The Hash House Harriers (abbreviated to HHH, H3, or referred to simply as hashing ) is an International group of non-competitive social running clubs. An event organised by a club is known as a hash with participants calling themselves hashers.
Bodrum H3 History
Bodrum Hash House Harriers is the youngest Hash in Turkey. Back in 2007, several ex-Turkey Hashers discovered that they had made their homes on the Bodrum Peninsula and that a new chapter of the Hash House Harriers was definitely in order. After a visit to Fethiye Hash House Harriers for their 3rd Birthday Hash, a trial hash was laid in Gümüşlük on 1st October 2008, and attended by 17 intrepid hashers including visitors from Fethiye, Istanbul, and Hanover Hashes and an inquiry from a passing Bahrein Hasher – who was later to join our ranks.
Subsequent to that, the Bodrum Hash was formally founded by three ex-Istanbul Hashers with help from several other ex-Turkey Hashers. The Inaugural event was held over the weekend of 6th and 8th March 2009 and attended by 88 Hashers (and 64 of these from Fethiye House Harriers alone).
Currently the average pack size is around 20 to 25 and this increases to around 40 to 50 during the summer months. Runs are on every other Sunday starting promptly at 2pm most of the year and 5pm in June to September. Runs average around 7 to 9km with short cuts for walkers. As many of the hashers here are retired, walkers outnumber runners, but only just!
As with other Hashes around the world, we hash in every weather condition going (well most of us do!). Having said that, the weather in Bodrum is very kind to us (and our RA), and has been declared by the World Health Organisation as the healthiest climate in the Mediterranean. Anyone is welcome to join us and there is a contact form on this website for all and every enquiry, together with a page listing our future runs. Maybe we’ll see you here sometime.
Bodrum Hash House Harriers
Hashing originated in December 1938 in Kuala Lumpur, then in the Federated Malay States (now Malaysia), when a group of British colonial officers and expatriates began meeting on Monday evenings to run, in a fashion patterned after the traditional British Paper Chase or "Hare and Hounds", to rid themselves of the excesses of the previous weekend. The original members included, Albert Stephen (A.S.) Ignatius "G" Gispert, Cecil Lee, Frederick "Horse" Thomson, Ronald "Torch" Bennett and John Woodrow.

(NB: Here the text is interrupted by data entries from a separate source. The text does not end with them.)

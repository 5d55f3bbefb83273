//! Query surface of the CityAQ service.
//!
//! [`CityAq`] ties the catalog, the emissions allocator and the simulation
//! cache together:
//!
//! ```text
//!  cities / city_geometry ─────────────► CityCatalog
//!  emissions_grid / gridded_emissions ─► GridBuilder + EmissionsAllocator
//!  emissions_map ──────────────────────► gridded_emissions + Colormap
//!  gridded_concentrations ─┐
//!  gridded_population ─────┼──► RequestCache<SimulationJob> ──► RemoteExecutor
//!  impact_summary ─────────┘
//! ```
//!
//! It also implements [`MapData`], which is how the tile server reaches the
//! same cached simulations.
//!
//! # Example
//!
//! ```ignore
//! let service = Arc::new(CityAq::start(config, Backends::new(executor, catalog)).await?);
//! let summary = service.impact_summary(&request, &CancellationToken::new()).await?;
//! let tiles = Arc::new(service.tile_server());
//! ```

mod config;
mod error;

use std::sync::Arc;

use serde::{Deserialize, Serialize};
use tokio_util::sync::CancellationToken;
use tracing::{debug, info, instrument};

pub use config::{ResultStore, ServiceConfig, DEFAULT_RESULT_ENTRIES};
pub use error::ServiceError;

use crate::cache::{
    BoxFuture, Cache, DiskCacheProvider, MemoryCacheProvider, RequestCache, RequestCacheStats,
};
use crate::catalog::CityCatalog;
use crate::colormap::{Colormap, LegendEntry};
use crate::emissions::{
    emissions_region, unit_emission_rate, unit_emissions, EmissionsAllocator, GriddedEmissions,
    UniformAllocator,
};
use crate::geom::Polygon;
use crate::grid::{build_grid, map_resolution};
use crate::jobs::{RemoteExecutor, SimulationContext, SimulationJob, SimulationResult};
use crate::tile::{DataError, GriddedField, MapData, MapSpecification, MapTileServer};
use crate::types::{Emission, SimulationType};

/// Air breathed per person per day, m³.
pub const BREATHING_RATE: f64 = 14.5;

const KG_PER_UG: f64 = 1.0e-9;
const SECONDS_PER_DAY: f64 = 86_400.0;

// =============================================================================
// Requests and responses
// =============================================================================

/// One pollutant from one source type in one city.
#[derive(Debug, Clone, PartialEq, Eq, Hash, Serialize, Deserialize)]
pub struct ImpactRequest {
    pub city: String,
    pub emission: Emission,
    pub source_type: String,
    pub simulation_type: SimulationType,
}

impl From<&MapSpecification> for ImpactRequest {
    fn from(spec: &MapSpecification) -> Self {
        Self {
            city: spec.city.clone(),
            emission: spec.emission,
            source_type: spec.source_type.clone(),
            simulation_type: spec.simulation_type,
        }
    }
}

/// Population on the grid of one simulation.
#[derive(Debug, Clone, PartialEq, Eq, Hash, Serialize, Deserialize)]
pub struct PopulationRequest {
    pub city: String,
    pub source_type: String,
    pub simulation_type: SimulationType,
}

/// Colour of every grid cell plus the legend explaining them.
#[derive(Debug, Clone, PartialEq, Serialize, Deserialize)]
pub struct EmissionsMap {
    pub rgb: Vec<[u8; 3]>,
    pub legend: Vec<LegendEntry>,
}

/// Population, exposure and intake fraction of a marginal simulation, for
/// the city alone and for the whole domain.
#[derive(Debug, Clone, Copy, PartialEq, Serialize, Deserialize)]
pub struct ImpactSummary {
    pub city_population: f64,
    pub population: f64,
    /// Σ population × concentration, person·μg/m³.
    pub city_exposure: f64,
    pub total_exposure: f64,
    pub city_intake_fraction: f64,
    pub total_intake_fraction: f64,
}

/// Fraction of emitted mass inhaled, given exposure in person·μg/m³ and an
/// emission rate in kg/s.
pub fn intake_fraction(exposure: f64, emission_rate: f64) -> f64 {
    exposure * BREATHING_RATE * KG_PER_UG / (emission_rate * SECONDS_PER_DAY)
}

fn require(value: &str, what: &str) -> Result<(), ServiceError> {
    if value.trim().is_empty() {
        return Err(ServiceError::InvalidRequest(format!("{what} is required")));
    }
    Ok(())
}

fn require_emission(emission: Emission) -> Result<(), ServiceError> {
    if emission == Emission::Unspecified {
        return Err(ServiceError::InvalidRequest(format!(
            "invalid emission type {emission}"
        )));
    }
    Ok(())
}

// =============================================================================
// Service
// =============================================================================

/// External systems the service talks to.
pub struct Backends {
    pub executor: Arc<dyn RemoteExecutor>,
    pub catalog: Arc<dyn CityCatalog>,
    pub allocator: Arc<dyn EmissionsAllocator>,
}

impl Backends {
    /// Uses [`UniformAllocator`] for emissions.
    pub fn new(executor: Arc<dyn RemoteExecutor>, catalog: Arc<dyn CityCatalog>) -> Self {
        Self {
            executor,
            catalog,
            allocator: Arc::new(UniformAllocator),
        }
    }

    pub fn with_allocator(mut self, allocator: Arc<dyn EmissionsAllocator>) -> Self {
        self.allocator = allocator;
        self
    }
}

pub struct CityAq {
    catalog: Arc<dyn CityCatalog>,
    allocator: Arc<dyn EmissionsAllocator>,
    simulation: Arc<SimulationContext>,
    simulations: RequestCache<SimulationJob>,
    config: ServiceConfig,
}

impl CityAq {
    /// Open the result store and assemble the service.
    pub async fn start(config: ServiceConfig, backends: Backends) -> Result<Self, ServiceError> {
        let store: Arc<dyn Cache> = match &config.store {
            ResultStore::Memory { max_entries } => Arc::new(MemoryCacheProvider::new(*max_entries)),
            ResultStore::Disk { directory } => Arc::new(DiskCacheProvider::open(directory).await?),
        };
        info!(store = ?config.store, "Starting CityAQ service");

        // Clears partial writes left by an earlier run.
        let gc = store.gc().await?;
        if gc.entries_removed > 0 {
            info!(%gc, "Cleaned result store");
        }
        debug!(entries = store.entry_count(), "Result store ready");

        let simulation = SimulationContext::new(
            backends.executor,
            Arc::clone(&backends.catalog),
            config.templates.clone(),
        )
        .with_allocator(Arc::clone(&backends.allocator))
        .with_poll(config.poll);

        Ok(Self {
            catalog: backends.catalog,
            allocator: backends.allocator,
            simulation: Arc::new(simulation),
            simulations: RequestCache::new(store),
            config,
        })
    }

    pub fn config(&self) -> &ServiceConfig {
        &self.config
    }

    /// Every city in the catalog, sorted.
    pub async fn cities(&self) -> Result<Vec<String>, ServiceError> {
        let mut names = self.catalog.names().await?;
        names.sort();
        Ok(names)
    }

    pub async fn city_geometry(&self, name: &str) -> Result<Polygon, ServiceError> {
        require(name, "city name")?;
        Ok(self.catalog.geometry(name).await?)
    }

    /// Mapping grid for `source_type` emissions in `name`.
    pub async fn emissions_grid(
        &self,
        name: &str,
        source_type: &str,
    ) -> Result<Vec<Polygon>, ServiceError> {
        require(name, "city name")?;
        require(source_type, "source type")?;
        let region = emissions_region(self.catalog.as_ref(), name, source_type).await?;
        Ok(build_grid(&region, map_resolution(source_type, name))?)
    }

    /// A unit emission allocated over the city, or its egugrid region.
    #[instrument(skip(self), fields(city = %req.city, source = %req.source_type))]
    pub async fn gridded_emissions(
        &self,
        req: &ImpactRequest,
    ) -> Result<GriddedEmissions, ServiceError> {
        require(&req.city, "city name")?;
        require(&req.source_type, "source type")?;
        require_emission(req.emission)?;

        let gridded = unit_emissions(
            self.catalog.as_ref(),
            self.allocator.as_ref(),
            &req.city,
            &req.source_type,
        )
        .await?;
        if gridded.emissions.iter().all(|&v| v == 0.0) {
            return Err(ServiceError::NoEmissions {
                city: req.city.clone(),
                source_type: req.source_type.clone(),
            });
        }
        Ok(gridded)
    }

    /// Gridded emissions rendered through a [`Colormap`].
    pub async fn emissions_map(&self, req: &ImpactRequest) -> Result<EmissionsMap, ServiceError> {
        let gridded = self.gridded_emissions(req).await?;
        let colormap = Colormap::new(&gridded.emissions);
        let rgb = gridded
            .emissions
            .iter()
            .map(|&v| colormap.at(v).map(|c| c.to_array()))
            .collect::<Result<Vec<_>, _>>()?;
        Ok(EmissionsMap {
            rgb,
            legend: colormap.legend(),
        })
    }

    /// Cached (or freshly run) simulation for one source type.
    pub async fn simulation(
        &self,
        city: &str,
        source_type: &str,
        simulation_type: SimulationType,
        cancel: &CancellationToken,
    ) -> Result<Arc<SimulationResult>, ServiceError> {
        require(city, "city name")?;
        require(source_type, "source type")?;
        let job = SimulationJob::new(
            Arc::clone(&self.simulation),
            city,
            source_type,
            simulation_type,
        );
        let result = self.simulations.result(job, cancel).await?;
        debug!(city, source_type, %simulation_type, cells = result.len(), "Simulation ready");
        Ok(result)
    }

    /// Concentrations of the species formed from `req.emission`.
    pub async fn gridded_concentrations(
        &self,
        req: &ImpactRequest,
        cancel: &CancellationToken,
    ) -> Result<GriddedField, ServiceError> {
        require_emission(req.emission)?;
        let result = self
            .simulation(&req.city, &req.source_type, req.simulation_type, cancel)
            .await?;
        let values = result.concentrations(req.emission).ok_or_else(|| {
            ServiceError::InvalidRequest(format!("invalid emission type {}", req.emission))
        })?;
        Ok(GriddedField {
            grid: result.grid.clone(),
            values: values.to_vec(),
        })
    }

    pub async fn gridded_population(
        &self,
        req: &PopulationRequest,
        cancel: &CancellationToken,
    ) -> Result<GriddedField, ServiceError> {
        let result = self
            .simulation(&req.city, &req.source_type, req.simulation_type, cancel)
            .await?;
        Ok(GriddedField {
            grid: result.grid.clone(),
            values: result.population.clone(),
        })
    }

    /// Population, exposure and intake fraction of a marginal simulation.
    ///
    /// City figures count the cells whose centroid lies inside the city.
    #[instrument(skip(self, cancel), fields(city = %req.city, source = %req.source_type))]
    pub async fn impact_summary(
        &self,
        req: &ImpactRequest,
        cancel: &CancellationToken,
    ) -> Result<ImpactSummary, ServiceError> {
        if req.simulation_type != SimulationType::CityMarginal {
            return Err(ServiceError::InvalidRequest(format!(
                "impact summaries need a {} simulation, not {}",
                SimulationType::CityMarginal,
                req.simulation_type
            )));
        }
        require_emission(req.emission)?;
        let result = self
            .simulation(&req.city, &req.source_type, req.simulation_type, cancel)
            .await?;
        let concentrations = result.concentrations(req.emission).ok_or_else(|| {
            ServiceError::InvalidRequest(format!("invalid emission type {}", req.emission))
        })?;
        let city = self.catalog.geometry(&req.city).await?;
        let city_bounds = city.bounds()?;

        let mut summary = ImpactSummary {
            city_population: 0.0,
            population: 0.0,
            city_exposure: 0.0,
            total_exposure: 0.0,
            city_intake_fraction: 0.0,
            total_intake_fraction: 0.0,
        };
        for ((cell, &pop), &conc) in result
            .grid
            .iter()
            .zip(&result.population)
            .zip(concentrations)
        {
            let exposure = pop * conc;
            summary.population += pop;
            summary.total_exposure += exposure;
            let c = cell.centroid()?;
            if city_bounds.contains(c) && city.contains(c) {
                summary.city_population += pop;
                summary.city_exposure += exposure;
            }
        }

        let rate = unit_emission_rate();
        summary.city_intake_fraction = intake_fraction(summary.city_exposure, rate);
        summary.total_intake_fraction = intake_fraction(summary.total_exposure, rate);
        Ok(summary)
    }

    /// Sectors of the emissions inventory, sorted.
    pub async fn emissions_inventory_sectors(&self) -> Result<Vec<String>, ServiceError> {
        let template = self.config.templates.load(SimulationType::Total).await?;
        Ok(template.inventory.into_keys().collect())
    }

    pub fn simulation_stats(&self) -> RequestCacheStats {
        self.simulations.stats()
    }

    /// Tile server drawing maps from this service.
    pub fn tile_server(self: &Arc<Self>) -> MapTileServer {
        let data: Arc<dyn MapData> = Arc::clone(self) as Arc<dyn MapData>;
        MapTileServer::new(data, self.config.tile_cache_entries)
    }

    /// Stop running simulations.
    pub fn shutdown(&self) {
        info!(stats = %self.simulations.stats(), "Shutting down CityAQ service");
        self.simulations.shutdown();
    }
}

fn data_error(e: ServiceError) -> DataError {
    Box::new(e)
}

impl MapData for CityAq {
    fn gridded_emissions<'a>(
        &'a self,
        spec: &'a MapSpecification,
    ) -> BoxFuture<'a, Result<GriddedField, DataError>> {
        Box::pin(async move {
            let gridded = CityAq::gridded_emissions(self, &ImpactRequest::from(spec))
                .await
                .map_err(data_error)?;
            Ok(GriddedField {
                grid: gridded.grid,
                values: gridded.emissions,
            })
        })
    }

    fn gridded_concentrations<'a>(
        &'a self,
        spec: &'a MapSpecification,
    ) -> BoxFuture<'a, Result<GriddedField, DataError>> {
        Box::pin(async move {
            CityAq::gridded_concentrations(
                self,
                &ImpactRequest::from(spec),
                &CancellationToken::new(),
            )
            .await
            .map_err(data_error)
        })
    }

    fn city_geometry<'a>(&'a self, city: &'a str) -> BoxFuture<'a, Result<Polygon, DataError>> {
        Box::pin(async move { self.city_geometry(city).await.map_err(data_error) })
    }

    fn egugrid_region<'a>(&'a self, city: &'a str) -> BoxFuture<'a, Result<Polygon, DataError>> {
        Box::pin(async move {
            self.catalog
                .egugrid_region(city)
                .await
                .map_err(|e| data_error(e.into()))
        })
    }
}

After meeting for some months, they were informed by the Registrar of Societies that as a "group," they would require a Constitution and an official name. A. S. Gispert suggested the name "Hash House Harriers" after the Selangor Club Annex, where the men were billeted, known as the "Hash House" for its notoriously monotonous food. Apart from the excitement of chasing the hare and finding the trail, harriers reaching the end of the trail would be rewarded with beer, ginger beer and cigarettes.

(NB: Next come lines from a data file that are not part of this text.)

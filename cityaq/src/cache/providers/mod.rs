//! Backing store implementations.
//!
//! - [`MemoryCacheProvider`]: bounded in-memory store using moka
//! - [`DiskCacheProvider`]: durable one-file-per-entry store

mod disk;
mod memory;

pub use disk::DiskCacheProvider;
pub use memory::MemoryCacheProvider;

The Constitution of the Hash House Harriers is recorded on a club registration card dated 1950:
· - To promote physical fitness among our members
· - To get rid of weekend hangovers
· - To acquire a good thirst and to satisfy it in beer
· - To persuade the older members that they are not as old as they feel
Hashing died out during World War II after the invasion of Malaya, but was re-started after the war by most of the original group, minus A. S. Gispert, who was killed on 11 February 1942 in the Japanese invasion of Singapore, an event commemorated by many chapters by an annual Gispert Memorial Run.

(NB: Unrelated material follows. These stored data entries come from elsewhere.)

#[cfg(test)]
mod tests {
    use super::*;
    use crate::catalog::StaticCityCatalog;
    use crate::geom::Polygon;
    use crate::jobs::RemoteStatus;
    use parking_lot::Mutex;
    use std::collections::VecDeque;
    use tempfile::TempDir;

    const TEMPLATE: &str = r#"{
        "domain": {"xo": -180, "yo": -90, "dx": 4, "dy": 4,
                   "xnests": [36, 2, 2], "ynests": [36, 2, 2]},
        "inventory": {"roadways": ["road.nc"], "residential": ["res.nc"]},
        "memory_gb": 24,
        "output_variables": {"PrimPM25": "PrimaryPM25"}
    }"#;

    const OUTPUT: &str = r#"{"type":"FeatureCollection","features":[
        {"type":"Feature","properties":{"pop":3,"PrimPM25":0.5,"SOA":0,"pNH4":0,"pNO3":0,"pSO4":0},
         "geometry":{"type":"Polygon","coordinates":[[[0,0],[1,0],[1,1],[0,1],[0,0]]]}}]}"#;

    #[derive(Default)]
    struct ScriptedExecutor {
        statuses: Mutex<VecDeque<RemoteStatus>>,
        submitted: Mutex<Vec<JobSpec>>,
        deleted: Mutex<Vec<String>>,
        fail_delete: bool,
    }

    impl ScriptedExecutor {
        fn with_statuses(states: &[(JobState, &str)]) -> Self {
            Self {
                statuses: Mutex::new(
                    states
                        .iter()
                        .map(|(s, m)| RemoteStatus::new(*s, *m))
                        .collect(),
                ),
                ..Default::default()
            }
        }
    }

    impl RemoteExecutor for ScriptedExecutor {
        fn submit(&self, spec: JobSpec) -> BoxFuture<'_, Result<JobHandle, JobError>> {
            Box::pin(async move {
                let handle = JobHandle::new(spec.name.clone());
                self.submitted.lock().push(spec);
                Ok(handle)
            })
        }

        fn status<'a>(&'a self, _h: &'a JobHandle) -> BoxFuture<'a, Result<RemoteStatus, JobError>> {
            Box::pin(async move {
                Ok(self
                    .statuses
                    .lock()
                    .pop_front()
                    .unwrap_or_else(|| RemoteStatus::new(JobState::Running, "")))
            })
        }

        fn output<'a>(&'a self, _h: &'a JobHandle) -> BoxFuture<'a, Result<FileSet, JobError>> {
            Box::pin(async move {
                Ok(FileSet::from([(OUTPUT_FILE.to_string(), OUTPUT.as_bytes().to_vec())]))
            })
        }

        fn delete<'a>(&'a self, h: &'a JobHandle) -> BoxFuture<'a, Result<(), JobError>> {
            Box::pin(async move {
                if self.fail_delete {
                    return Err(JobError::Remote("permission denied".into()));
                }
                self.deleted.lock().push(h.name.clone());
                Ok(())
            })
        }
    }

    struct Fixture {
        _dir: TempDir,
        executor: Arc<ScriptedExecutor>,
        ctx: Arc<SimulationContext>,
    }

    fn fixture(executor: ScriptedExecutor) -> Fixture {
        let dir = TempDir::new().unwrap();
        let path = dir.path().join("template.json");
        std::fs::write(&path, TEMPLATE).unwrap();
        let templates = SimulationTemplates {
            city_marginal: path.clone(),
            city_total: path.clone(),
            total: path,
        };
        let catalog = StaticCityCatalog::new().with_city(
            "Accra Metropolitan",
            Polygon::rect(Point::new(-0.3, 5.5), Point::new(-0.1, 5.7)),
        );
        let executor = Arc::new(executor);
        let ctx = SimulationContext::new(executor.clone(), Arc::new(catalog), templates).with_poll(
            PollConfig::default()
                .with_interval(Duration::from_millis(5))
                .with_max_wait(Duration::from_secs(5)),
        );
        Fixture {
            _dir: dir,
            executor,
            ctx: Arc::new(ctx),
        }
    }

    fn job(f: &Fixture, source: &str, t: SimulationType) -> SimulationJob {
        SimulationJob::new(Arc::clone(&f.ctx), "Accra Metropolitan", source, t)
    }

    #[test]
    fn test_keys() {
        let f = fixture(ScriptedExecutor::default());
        assert_eq!(
            job(&f, "roadways", SimulationType::CityMarginal).key().as_str(),
            "concentrationaccraroadways"
        );
        assert_eq!(
            job(&f, "roadways", SimulationType::CityTotal).key().as_str(),
            "concentrationcitytotalaccraroadways"
        );
        assert_eq!(
            job(&f, "roadways", SimulationType::Total).key().as_str(),
            "concentrationtotalroadways"
        );
    }

    #[test]
    fn test_domain_centered_on_city() {
        let domain = Domain {
            xo: -180.0,
            yo: -90.0,
            dx: 4.0,
            dy: 4.0,
            xnests: vec![36, 2],
            ynests: vec![36, 2],
        };
        let d = domain.centered_on(Point::new(-0.2, 5.6)).unwrap();
        assert_eq!((d.xo, d.yo), (-72.0, -68.0));
        assert_eq!((d.xnests[0], d.ynests[0]), (36, 36));

        let d = domain.centered_on(Point::new(170.0, 80.0)).unwrap();
        assert_eq!((d.xo, d.yo), (100.0, 8.0));
        assert_eq!((d.xnests[0], d.ynests[0]), (19, 20));
        assert_eq!(d.xnests[1], 2);
    }

    #[test]
    fn test_domain_validation() {
        let domain = Domain {
            xo: 0.0,
            yo: 0.0,
            dx: 0.0,
            dy: 1.0,
            xnests: vec![1],
            ynests: vec![1],
        };
        assert!(matches!(
            domain.centered_on(Point::new(0.0, 0.0)),
            Err(JobError::Config(_))
        ));
    }

    #[tokio::test]
    async fn test_configure_city_marginal() {
        let f = fixture(ScriptedExecutor::default());
        let (config, files) = job(&f, "roadways", SimulationType::CityMarginal)
            .configure()
            .await
            .unwrap();

        assert_eq!(config.job_name, "concentrationaccraroadways");
        assert_eq!(config.commands, vec!["run", "steady"]);
        assert_eq!(config.emissions_files, vec![EMISSIONS_FILE]);
        assert!(config.inventory.is_empty());
        assert!(config.emission_mask.is_none());
        assert_eq!(config.memory_gb, 24);
        assert_eq!(config.domain.xo, -72.0);
        assert!(config.settings.contains_key("output_variables"));

        let input: FeatureCollection = serde_json::from_slice(&files[EMISSIONS_FILE]).unwrap();
        let total: f64 = input.features.iter().filter_map(|f| f.number("NOx")).sum();
        assert!((total - crate::emissions::unit_emission_rate()).abs() < 1e-12);
        assert!(input.features.iter().all(|f| f.number("Height") == Some(0.0)));
        assert!(files.contains_key(CONFIG_FILE));
    }

    #[tokio::test]
    async fn test_configure_egugrid_sets_stack() {
        let f = fixture(ScriptedExecutor::default());
        let (_, files) = job(&f, "electric_gen_egugrid", SimulationType::CityMarginal)
            .configure()
            .await
            .unwrap();
        let input: FeatureCollection = serde_json::from_slice(&files[EMISSIONS_FILE]).unwrap();
        let first = &input.features[0];
        assert_eq!(first.number("Height"), Some(63.5));
        assert_eq!(first.number("Diam"), Some(4.1));
        assert_eq!(first.number("Temp"), Some(519.2));
        assert_eq!(first.number("Velocity"), Some(24.7));
    }

    #[tokio::test]
    async fn test_configure_city_total() {
        let f = fixture(ScriptedExecutor::default());
        let (config, files) = job(&f, "roadways", SimulationType::CityTotal)
            .configure()
            .await
            .unwrap();
        assert!(config.emissions_files.is_empty());
        assert_eq!(config.inventory.keys().collect::<Vec<_>>(), vec!["roadways"]);
        assert_eq!(config.emission_mask.as_deref(), Some(MASK_FILE));
        assert!(files.contains_key(MASK_FILE));
        assert!(!files.contains_key(EMISSIONS_FILE));
    }

    #[tokio::test]
    async fn test_configure_total_keeps_template_domain() {
        let f = fixture(ScriptedExecutor::default());
        let (config, files) = job(&f, "residential", SimulationType::Total)
            .configure()
            .await
            .unwrap();
        assert_eq!(config.domain.xo, -180.0);
        assert_eq!(config.inventory.keys().collect::<Vec<_>>(), vec!["residential"]);
        assert!(config.emission_mask.is_none());
        assert_eq!(files.len(), 1);
    }

    #[tokio::test]
    async fn test_unknown_sector_is_config_error() {
        let f = fixture(ScriptedExecutor::default());
        let err = job(&f, "shipping", SimulationType::Total)
            .configure()
            .await
            .unwrap_err();
        assert!(matches!(err, JobError::Config(_)));
    }

    #[tokio::test]
    async fn test_run_to_completion_deletes_job() {
        let f = fixture(ScriptedExecutor::with_statuses(&[
            (JobState::Waiting, ""),
            (JobState::Running, ""),
            (JobState::Complete, ""),
        ]));
        let j = job(&f, "roadways", SimulationType::CityMarginal);
        let result = j.run(CancellationToken::new()).await.unwrap();

        assert_eq!(result.population, vec![3.0]);
        assert_eq!(f.executor.submitted.lock().len(), 1);
        assert_eq!(*f.executor.deleted.lock(), vec!["concentrationaccraroadways"]);
    }

    #[tokio::test]
    async fn test_remote_failure_message_verbatim() {
        let f = fixture(ScriptedExecutor::with_statuses(&[(
            JobState::Failed,
            "OOMKilled: container exceeded 24Gi",
        )]));
        let err = job(&f, "roadways", SimulationType::Total)
            .run(CancellationToken::new())
            .await
            .unwrap_err();
        assert_eq!(err.to_string(), "OOMKilled: container exceeded 24Gi");
        assert_eq!(*f.executor.deleted.lock(), vec!["concentrationtotalroadways"]);
    }

    #[tokio::test]
    async fn test_failure_survives_delete_error() {
        let f = fixture(ScriptedExecutor {
            fail_delete: true,
            ..ScriptedExecutor::with_statuses(&[(JobState::Failed, "segfault")])
        });
        let err = job(&f, "roadways", SimulationType::Total)
            .run(CancellationToken::new())
            .await
            .unwrap_err();
        assert_eq!(err.to_string(), "segfault");
    }

    #[tokio::test]
    async fn test_missing_job() {
        let f = fixture(ScriptedExecutor::with_statuses(&[(JobState::Missing, "")]));
        let err = job(&f, "roadways", SimulationType::Total)
            .run(CancellationToken::new())
            .await
            .unwrap_err();
        assert_eq!(err.to_string(), "job concentrationtotalroadways missing");
    }

    #[tokio::test]
    async fn test_delete_failure_is_fatal() {
        let f = fixture(ScriptedExecutor {
            fail_delete: true,
            ..ScriptedExecutor::with_statuses(&[(JobState::Complete, "")])
        });
        let err = job(&f, "roadways", SimulationType::Total)
            .run(CancellationToken::new())
            .await
            .unwrap_err();
        assert_eq!(err.to_string(), "permission denied");
    }

    #[tokio::test]
    async fn test_poll_timeout() {
        let mut f = fixture(ScriptedExecutor::default());
        let ctx = Arc::get_mut(&mut f.ctx).unwrap();
        ctx.poll = PollConfig::default()
            .with_interval(Duration::from_millis(5))
            .with_max_wait(Duration::from_millis(30));
        let err = job(&f, "roadways", SimulationType::Total)
            .run(CancellationToken::new())
            .await
            .unwrap_err();
        assert!(matches!(err, JobError::Timeout(d) if d == Duration::from_millis(30)));
        assert_eq!(*f.executor.deleted.lock(), vec!["concentrationtotalroadways"]);
    }

    #[tokio::test]
    async fn test_cancellation_between_polls() {
        let f = fixture(ScriptedExecutor::default());
        let cancel = CancellationToken::new();
        let j = job(&f, "roadways", SimulationType::Total);
        let trigger = cancel.clone();
        tokio::spawn(async move {
            tokio::time::sleep(Duration::from_millis(20)).await;
            trigger.cancel();
        });
        let err = j.run(cancel).await.unwrap_err();
        assert!(matches!(err, JobError::Cancelled));
        assert_eq!(*f.executor.deleted.lock(), vec!["concentrationtotalroadways"]);
    }
}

Apart from a "one-off" chapter formed on the Italian Riviera by Gus Mackie, growth of Hashing remained small until 1962, when Ian Cumming founded a chapter in Singapore. The idea then spread through the Far East, Europe, Australia, and New Zealand, and North America, booming in popularity during the mid-1970s.
At present, there are almost two thousand chapters in all parts of the world, with members distributing newsletters, directories, and magazines and organizing regional and world Hashing events.